Task prompt: Copy every line from the records below that carries the word "EntityQuery".

#####

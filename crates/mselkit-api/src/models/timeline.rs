// ── Move / card wire models ──

use chrono::{DateTime, Utc};
use serde::{Deserialize, Serialize};
use uuid::Uuid;

/// A numbered phase of the exercise timeline.
#[derive(Debug, Clone, Serialize, Deserialize)]
#[serde(rename_all = "camelCase")]
pub struct Move {
    pub id: Uuid,
    pub msel_id: Uuid,
    pub move_number: i32,
    #[serde(default)]
    pub description: Option<String>,
    /// Offset from exercise start at which the move begins.
    #[serde(default)]
    pub delta_seconds: i64,
    /// Simulated wall-clock time of the move's situation brief.
    #[serde(default)]
    pub situation_time: Option<DateTime<Utc>>,
    #[serde(default)]
    pub situation_description: Option<String>,
}

#[derive(Debug, Clone, Serialize, Deserialize)]
#[serde(rename_all = "camelCase")]
pub struct CreateMoveRequest {
    pub msel_id: Uuid,
    pub move_number: i32,
    #[serde(skip_serializing_if = "Option::is_none")]
    pub description: Option<String>,
    #[serde(default)]
    pub delta_seconds: i64,
    #[serde(skip_serializing_if = "Option::is_none")]
    pub situation_time: Option<DateTime<Utc>>,
    #[serde(skip_serializing_if = "Option::is_none")]
    pub situation_description: Option<String>,
}

#[derive(Debug, Clone, Default, Serialize, Deserialize)]
#[serde(rename_all = "camelCase")]
pub struct UpdateMoveRequest {
    #[serde(skip_serializing_if = "Option::is_none")]
    pub move_number: Option<i32>,
    #[serde(skip_serializing_if = "Option::is_none")]
    pub description: Option<String>,
    #[serde(skip_serializing_if = "Option::is_none")]
    pub delta_seconds: Option<i64>,
    #[serde(skip_serializing_if = "Option::is_none")]
    pub situation_time: Option<DateTime<Utc>>,
    #[serde(skip_serializing_if = "Option::is_none")]
    pub situation_description: Option<String>,
}

// ── Cards ──────────────────────────────────────────────────────────

/// A participant-facing card grouping injects within a move.
#[derive(Debug, Clone, Serialize, Deserialize)]
#[serde(rename_all = "camelCase")]
pub struct Card {
    pub id: Uuid,
    pub msel_id: Uuid,
    pub name: String,
    #[serde(default)]
    pub description: Option<String>,
    pub move_number: i32,
    pub inject_number: i32,
}

#[derive(Debug, Clone, Serialize, Deserialize)]
#[serde(rename_all = "camelCase")]
pub struct CreateCardRequest {
    pub msel_id: Uuid,
    pub name: String,
    #[serde(skip_serializing_if = "Option::is_none")]
    pub description: Option<String>,
    pub move_number: i32,
    pub inject_number: i32,
}

#[derive(Debug, Clone, Default, Serialize, Deserialize)]
#[serde(rename_all = "camelCase")]
pub struct UpdateCardRequest {
    #[serde(skip_serializing_if = "Option::is_none")]
    pub name: Option<String>,
    #[serde(skip_serializing_if = "Option::is_none")]
    pub description: Option<String>,
    #[serde(skip_serializing_if = "Option::is_none")]
    pub move_number: Option<i32>,
    #[serde(skip_serializing_if = "Option::is_none")]
    pub inject_number: Option<i32>,
}

/// Visibility of a card to one team.
#[derive(Debug, Clone, Serialize, Deserialize)]
#[serde(rename_all = "camelCase")]
pub struct CardTeam {
    pub id: Uuid,
    pub card_id: Uuid,
    pub team_id: Uuid,
    #[serde(default)]
    pub is_shown_on_wall: bool,
    #[serde(default)]
    pub can_post_articles: bool,
}

#[derive(Debug, Clone, Serialize, Deserialize)]
#[serde(rename_all = "camelCase")]
pub struct CreateCardTeamRequest {
    pub card_id: Uuid,
    pub team_id: Uuid,
    #[serde(default)]
    pub is_shown_on_wall: bool,
    #[serde(default)]
    pub can_post_articles: bool,
}

#[derive(Debug, Clone, Default, Serialize, Deserialize)]
#[serde(rename_all = "camelCase")]
pub struct UpdateCardTeamRequest {
    #[serde(skip_serializing_if = "Option::is_none")]
    pub is_shown_on_wall: Option<bool>,
    #[serde(skip_serializing_if = "Option::is_none")]
    pub can_post_articles: Option<bool>,
}
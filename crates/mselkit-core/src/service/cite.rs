// ── CITE role / action services ──

use std::sync::Arc;

use uuid::Uuid;

use mselkit_api::ApiClient;

use super::load_into;
use crate::error::CoreError;
use crate::model::{
    CiteAction, CiteRole, CreateCiteActionRequest, CreateCiteRoleRequest, RecordId,
    UpdateCiteActionRequest, UpdateCiteRoleRequest,
};
use crate::query::EntityQuery;
use crate::store::DataStore;
use crate::view::{ListParams, ListView};

pub struct CiteRoleService {
    api: Arc<ApiClient>,
    store: Arc<DataStore>,
}

impl CiteRoleService {
    pub(crate) fn new(api: Arc<ApiClient>, store: Arc<DataStore>) -> Self {
        Self { api, store }
    }

    pub async fn load_by_msel(&self, msel_id: &Uuid) -> Result<(), CoreError> {
        load_into(self.store.cite_roles(), self.api.list_cite_roles(msel_id)).await
    }

    pub async fn create(
        &self,
        request: &CreateCiteRoleRequest,
    ) -> Result<Arc<CiteRole>, CoreError> {
        let created = self.api.create_cite_role(request).await?;
        Ok(self.store.cite_roles().add(created))
    }

    pub async fn update(
        &self,
        id: &Uuid,
        request: &UpdateCiteRoleRequest,
    ) -> Result<Arc<CiteRole>, CoreError> {
        let updated = self.api.update_cite_role(id, request).await?;
        Ok(self.store.cite_roles().insert(updated))
    }

    pub async fn delete(&self, id: &Uuid) -> Result<(), CoreError> {
        self.api.delete_cite_role(id).await?;
        self.store.cite_roles().remove(&RecordId::Uuid(*id));
        Ok(())
    }

    pub fn query(&self) -> EntityQuery<CiteRole> {
        EntityQuery::new(self.store.cite_roles())
    }

    pub fn view(&self, params: ListParams) -> ListView<CiteRole> {
        ListView::new(self.store.cite_roles().subscribe(), params)
    }
}

pub struct CiteActionService {
    api: Arc<ApiClient>,
    store: Arc<DataStore>,
}

impl CiteActionService {
    pub(crate) fn new(api: Arc<ApiClient>, store: Arc<DataStore>) -> Self {
        Self { api, store }
    }

    pub async fn load_by_msel(&self, msel_id: &Uuid) -> Result<(), CoreError> {
        load_into(
            self.store.cite_actions(),
            self.api.list_cite_actions(msel_id),
        )
        .await
    }

    pub async fn create(
        &self,
        request: &CreateCiteActionRequest,
    ) -> Result<Arc<CiteAction>, CoreError> {
        let created = self.api.create_cite_action(request).await?;
        Ok(self.store.cite_actions().add(created))
    }

    pub async fn update(
        &self,
        id: &Uuid,
        request: &UpdateCiteActionRequest,
    ) -> Result<Arc<CiteAction>, CoreError> {
        let updated = self.api.update_cite_action(id, request).await?;
        Ok(self.store.cite_actions().insert(updated))
    }

    pub async fn delete(&self, id: &Uuid) -> Result<(), CoreError> {
        self.api.delete_cite_action(id).await?;
        self.store.cite_actions().remove(&RecordId::Uuid(*id));
        Ok(())
    }

    pub fn query(&self) -> EntityQuery<CiteAction> {
        EntityQuery::new(self.store.cite_actions())
    }

    pub fn view(&self, params: ListParams) -> ListView<CiteAction> {
        ListView::new(self.store.cite_actions().subscribe(), params)
    }
}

#####

Answer space:
use crate::query::EntityQuery;
    pub fn query(&self) -> EntityQuery<CiteRole> {
        EntityQuery::new(self.store.cite_roles())
    pub fn query(&self) -> EntityQuery<CiteAction> {
        EntityQuery::new(self.store.cite_actions())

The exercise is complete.